### Activity
Please show every line from the entries that carries the word "struct".

### Stored data
# # # # #
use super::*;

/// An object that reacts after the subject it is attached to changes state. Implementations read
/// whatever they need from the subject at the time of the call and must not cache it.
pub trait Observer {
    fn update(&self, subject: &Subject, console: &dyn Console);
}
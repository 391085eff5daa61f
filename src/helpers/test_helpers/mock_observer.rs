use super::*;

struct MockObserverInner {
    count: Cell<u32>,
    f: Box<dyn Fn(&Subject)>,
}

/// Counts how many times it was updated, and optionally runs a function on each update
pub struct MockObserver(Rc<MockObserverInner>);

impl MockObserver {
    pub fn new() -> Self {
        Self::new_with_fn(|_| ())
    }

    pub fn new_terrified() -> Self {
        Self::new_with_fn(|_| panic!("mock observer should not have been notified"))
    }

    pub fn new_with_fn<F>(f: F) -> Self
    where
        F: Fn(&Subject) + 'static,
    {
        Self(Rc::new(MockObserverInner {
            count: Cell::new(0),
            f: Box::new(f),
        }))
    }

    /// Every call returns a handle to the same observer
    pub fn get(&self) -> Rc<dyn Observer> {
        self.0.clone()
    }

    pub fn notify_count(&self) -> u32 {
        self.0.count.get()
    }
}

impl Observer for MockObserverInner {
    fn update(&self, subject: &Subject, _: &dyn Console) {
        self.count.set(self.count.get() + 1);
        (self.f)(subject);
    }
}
# # # # #
### Result for this task
struct MockObserverInner {
pub struct MockObserver(Rc<MockObserverInner>);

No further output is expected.